- _EXERCISE MATERIALS_
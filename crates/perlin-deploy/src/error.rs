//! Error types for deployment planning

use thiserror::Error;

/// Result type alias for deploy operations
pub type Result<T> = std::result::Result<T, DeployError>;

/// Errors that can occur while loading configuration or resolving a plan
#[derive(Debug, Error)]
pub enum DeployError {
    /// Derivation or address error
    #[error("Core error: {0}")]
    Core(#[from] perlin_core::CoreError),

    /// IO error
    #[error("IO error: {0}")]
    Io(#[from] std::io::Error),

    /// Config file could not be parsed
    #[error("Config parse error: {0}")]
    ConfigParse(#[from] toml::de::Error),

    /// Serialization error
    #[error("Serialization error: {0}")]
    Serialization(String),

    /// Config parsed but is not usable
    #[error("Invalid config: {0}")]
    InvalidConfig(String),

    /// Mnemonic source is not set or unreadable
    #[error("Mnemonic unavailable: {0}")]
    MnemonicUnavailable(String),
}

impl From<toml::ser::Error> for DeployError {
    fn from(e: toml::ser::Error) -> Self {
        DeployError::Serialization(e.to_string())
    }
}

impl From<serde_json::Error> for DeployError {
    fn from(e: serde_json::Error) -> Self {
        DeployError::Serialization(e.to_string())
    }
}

- _ABOUT THIS TASK_
Copy each line containing the word "Core" from the data.

- _RESPONSE TO THE TASK_
    #[error("Core error: {0}")]
    Core(#[from] perlin_core::CoreError),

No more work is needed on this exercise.